───── LISTED ENTRIES
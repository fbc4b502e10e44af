//! Frame assets — where each frame lives, and fetching it off the UI thread.

use std::sync::mpsc::{self, Receiver, Sender};
use std::sync::{Arc, Mutex};
use std::thread;

use anyhow::{Context, Result};
use image::RgbaImage;

/// Maps a frame index to the location of its asset.
pub trait FrameResolver {
    fn resolve(&self, base_asset_path: &str, frame_index: usize) -> String;
}

/// `{base}/snap_001.png` for frame 0, `{base}/snap_072.png` for frame 71.
#[derive(Debug, Clone, Copy, Default)]
pub struct SnapshotResolver;

impl FrameResolver for SnapshotResolver {
    fn resolve(&self, base_asset_path: &str, frame_index: usize) -> String {
        let base = base_asset_path.trim_end_matches('/');
        format!("{base}/snap_{:03}.png", frame_index + 1)
    }
}

pub struct FetchResult {
    pub index: usize,
    pub image: Result<RgbaImage>,
}

const WORKERS: usize = 4;

/// A small pool of threads that read and decode frames. Completions are
/// collected with [`FrameFetcher::drain`]; in-flight fetches that finish
/// after the fetcher is dropped are discarded.
pub struct FrameFetcher {
    jobs: Sender<(usize, String)>,
    results: Receiver<FetchResult>,
    base_path: String,
    resolver: Box<dyn FrameResolver>,
}

impl FrameFetcher {
    pub fn new(base_path: impl Into<String>, resolver: Box<dyn FrameResolver>) -> Self {
        let (jobs, job_rx) = mpsc::channel::<(usize, String)>();
        let (result_tx, results) = mpsc::channel();
        let job_rx = Arc::new(Mutex::new(job_rx));

        for _ in 0..WORKERS {
            let job_rx = Arc::clone(&job_rx);
            let result_tx = result_tx.clone();
            thread::spawn(move || {
                loop {
                    let job = match job_rx.lock() {
                        Ok(rx) => rx.recv(),
                        Err(_) => break,
                    };
                    let Ok((index, location)) = job else { break };
                    let image = load_frame(&location);
                    if result_tx.send(FetchResult { index, image }).is_err() {
                        break;
                    }
                }
            });
        }

        FrameFetcher {
            jobs,
            results,
            base_path: base_path.into(),
            resolver,
        }
    }

    pub fn location(&self, index: usize) -> String {
        self.resolver.resolve(&self.base_path, index)
    }

    pub fn request(&self, index: usize) {
        let location = self.location(index);
        log::debug!("fetching frame {index} from {location}");
        // Workers only stop once `jobs` is dropped, so this cannot fail while
        // the fetcher is alive.
        let _ = self.jobs.send((index, location));
    }

    /// All completions that have arrived since the last call.
    pub fn drain(&self) -> Vec<FetchResult> {
        self.results.try_iter().collect()
    }
}

pub fn load_frame(location: &str) -> Result<RgbaImage> {
    let image = image::open(location).with_context(|| format!("Failed to load {location}"))?;
    Ok(image.to_rgba8())
}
──────────
EXERCISE DESCRIPTION>
Every record above is to be copied exactly.

TASK ANSWER>
repository fbc4b502e10e44af
//! Frame assets — where each frame lives, and fetching it off the UI thread.

use std::sync::mpsc::{self, Receiver, Sender};
use std::sync::{Arc, Mutex};
use std::thread;

use anyhow::{Context, Result};
use image::RgbaImage;

/// Maps a frame index to the location of its asset.
pub trait FrameResolver {
    fn resolve(&self, base_asset_path: &str, frame_index: usize) -> String;
}

/// `{base}/snap_001.png` for frame 0, `{base}/snap_072.png` for frame 71.
#[derive(Debug, Clone, Copy, Default)]
pub struct SnapshotResolver;

impl FrameResolver for SnapshotResolver {
    fn resolve(&self, base_asset_path: &str, frame_index: usize) -> String {
        let base = base_asset_path.trim_end_matches('/');
        format!("{base}/snap_{:03}.png", frame_index + 1)
    }
}

pub struct FetchResult {
    pub index: usize,
    pub image: Result<RgbaImage>,
}

const WORKERS: usize = 4;

/// A small pool of threads that read and decode frames. Completions are
/// collected with [`FrameFetcher::drain`]; in-flight fetches that finish
/// after the fetcher is dropped are discarded.
pub struct FrameFetcher {
    jobs: Sender<(usize, String)>,
    results: Receiver<FetchResult>,
    base_path: String,
    resolver: Box<dyn FrameResolver>,
}

impl FrameFetcher {
    pub fn new(base_path: impl Into<String>, resolver: Box<dyn FrameResolver>) -> Self {
        let (jobs, job_rx) = mpsc::channel::<(usize, String)>();
        let (result_tx, results) = mpsc::channel();
        let job_rx = Arc::new(Mutex::new(job_rx));

        for _ in 0..WORKERS {
            let job_rx = Arc::clone(&job_rx);
            let result_tx = result_tx.clone();
            thread::spawn(move || {
                loop {
                    let job = match job_rx.lock() {
                        Ok(rx) => rx.recv(),
                        Err(_) => break,
                    };
                    let Ok((index, location)) = job else { break };
                    let image = load_frame(&location);
                    if result_tx.send(FetchResult { index, image }).is_err() {
                        break;
                    }
                }
            });
        }

        FrameFetcher {
            jobs,
            results,
            base_path: base_path.into(),
            resolver,
        }
    }

    pub fn location(&self, index: usize) -> String {
        self.resolver.resolve(&self.base_path, index)
    }

    pub fn request(&self, index: usize) {
        let location = self.location(index);
        log::debug!("fetching frame {index} from {location}");
        // Workers only stop once `jobs` is dropped, so this cannot fail while
        // the fetcher is alive.
        let _ = self.jobs.send((index, location));
    }

    /// All completions that have arrived since the last call.
    pub fn drain(&self) -> Vec<FetchResult> {
        self.results.try_iter().collect()
    }
}

pub fn load_frame(location: &str) -> Result<RgbaImage> {
    let image = image::open(location).with_context(|| format!("Failed to load {location}"))?;
    Ok(image.to_rgba8())
}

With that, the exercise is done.